→ **BRIEF**
Copy all the lines of the data that include the word "resources".

===== MATERIAL FOR THIS TASK =====

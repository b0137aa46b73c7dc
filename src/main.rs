use chrono::Utc;
use clap::{Parser, Subcommand};
use quadtech_site::catalog::Catalog;
use quadtech_site::config::SiteConfig;
use quadtech_site::layout::RenderContext;
use quadtech_site::{config, generate, logging, output, pages, sitemap};
use std::path::{Path, PathBuf};
use tracing::{info, warn};

/// Exit code for `render` when the path has no page (404 → 4).
const EXIT_NOT_FOUND: i32 = 4;

fn version_string() -> &'static str {
    let describe = env!("GIT_DESCRIBE");
    let release_tag = concat!("v", env!("CARGO_PKG_VERSION"));
    if describe.is_empty() || describe == release_tag {
        env!("CARGO_PKG_VERSION")
    } else {
        // Leaked once at startup
        Box::leak(format!("{}-dev@{describe}", env!("CARGO_PKG_VERSION")).into_boxed_str())
    }
}

#[derive(Parser)]
#[command(name = "quadtech-site")]
#[command(about = "Static site generator for the QuadTech Consulting website")]
#[command(long_about = "\
Static site generator for the QuadTech Consulting website

Every page is rendered from the content catalog: the built-in QuadTech
content, or a catalog.toml named by [build].catalog in site.toml.

Source structure:

  content/
  ├── site.toml          # Site config (optional; see gen-config)
  ├── catalog.toml       # Content catalog (optional)
  └── assets/            # Copied verbatim to the output root
      ├── favicon.png
      └── images/

Output:

  dist/
  ├── index.html
  ├── services/{slug}/index.html
  ├── services/category/{slug}/index.html
  ├── resources/index.html, resources/page/{n}/index.html
  ├── resources/{slug}/index.html
  ├── 404.html
  ├── sitemap.xml
  └── robots.txt

Environment overrides (applied after site.toml):
  SITE_URL, SITE_PHONE, SITE_ADDRESS_LINE1, SITE_ADDRESS_LINE2,
  SITE_FACEBOOK_URL, SITE_TWITTER_URL, SITE_LINKEDIN_URL,
  SITE_INSTAGRAM_URL, PLAUSIBLE_DOMAIN

Run 'quadtech-site gen-config' to generate a documented site.toml.")]
#[command(version = version_string())]
struct Cli {
    /// Source directory (site.toml, catalog, assets)
    #[arg(long, default_value = "content", global = true)]
    source: PathBuf,

    /// Output directory
    #[arg(long, default_value = "dist", global = true)]
    output: PathBuf,

    /// Debug-level logging (RUST_LOG takes precedence)
    #[arg(short, long, global = true)]
    verbose: bool,

    #[command(subcommand)]
    command: Command,
}

#[derive(Subcommand)]
enum Command {
    /// Render the whole site into the output directory
    Build,
    /// Validate config and content without writing anything
    Check,
    /// Print sitemap.xml to stdout
    Sitemap,
    /// Render a single request path to stdout
    Render {
        /// Request path, e.g. /services/managed-it-services or /resources?page=2
        path: String,
    },
    /// Print a stock site.toml with all options documented
    GenConfig,
}

fn main() -> Result<(), Box<dyn std::error::Error>> {
    let cli = Cli::parse();
    logging::init_logger(cli.verbose);
    let now = Utc::now();

    match cli.command {
        Command::Build => {
            let (site_config, catalog) = load_site(&cli.source)?;
            println!("==> Building {} → {}", cli.source.display(), cli.output.display());
            let report = generate::generate(&catalog, &site_config, &cli.source, &cli.output, now)?;
            output::print_build_output(&report);
            println!("==> Build complete: {}", cli.output.display());
        }
        Command::Check => {
            println!("==> Checking {}", cli.source.display());
            let (site_config, catalog) = load_site(&cli.source)?;
            output::print_check_output(&catalog, &site_config, &cli.source);
            println!("==> Content is valid");
        }
        Command::Sitemap => {
            let (site_config, catalog) = load_site(&cli.source)?;
            let entries = sitemap::build_sitemap(site_config.base_url(), &catalog, now);
            print!("{}", sitemap::render_sitemap_xml(&entries));
        }
        Command::Render { ref path } => {
            let (site_config, catalog) = load_site(&cli.source)?;
            let ctx = RenderContext::new(&catalog, &site_config, now);
            match generate::render_request(path, &ctx) {
                Ok(body) => print!("{}", body),
                Err(err) => {
                    warn!(path = %path, error = %err, "no page for request");
                    for line in output::format_route_error(path, &err) {
                        eprintln!("{}", line);
                    }
                    print!("{}", pages::not_found(&ctx).into_string());
                    std::process::exit(EXIT_NOT_FOUND);
                }
            }
        }
        Command::GenConfig => {
            print!("{}", config::stock_config_toml());
        }
    }

    Ok(())
}

/// Load `site.toml` (plus environment overrides) and the catalog it names.
fn load_site(source: &Path) -> Result<(SiteConfig, Catalog), Box<dyn std::error::Error>> {
    let site_config = config::load_config(source)?;
    let catalog = Catalog::for_build(source, &site_config.build)?;
    info!(
        source = %source.display(),
        services = catalog.services().len(),
        posts = catalog.resource_posts().len(),
        "catalog loaded"
    );
    Ok((site_config, catalog))
}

=====

→ **WRITTEN REPLY**
  ├── resources/index.html, resources/page/{n}/index.html
  ├── resources/{slug}/index.html
        /// Request path, e.g. /services/managed-it-services or /resources?page=2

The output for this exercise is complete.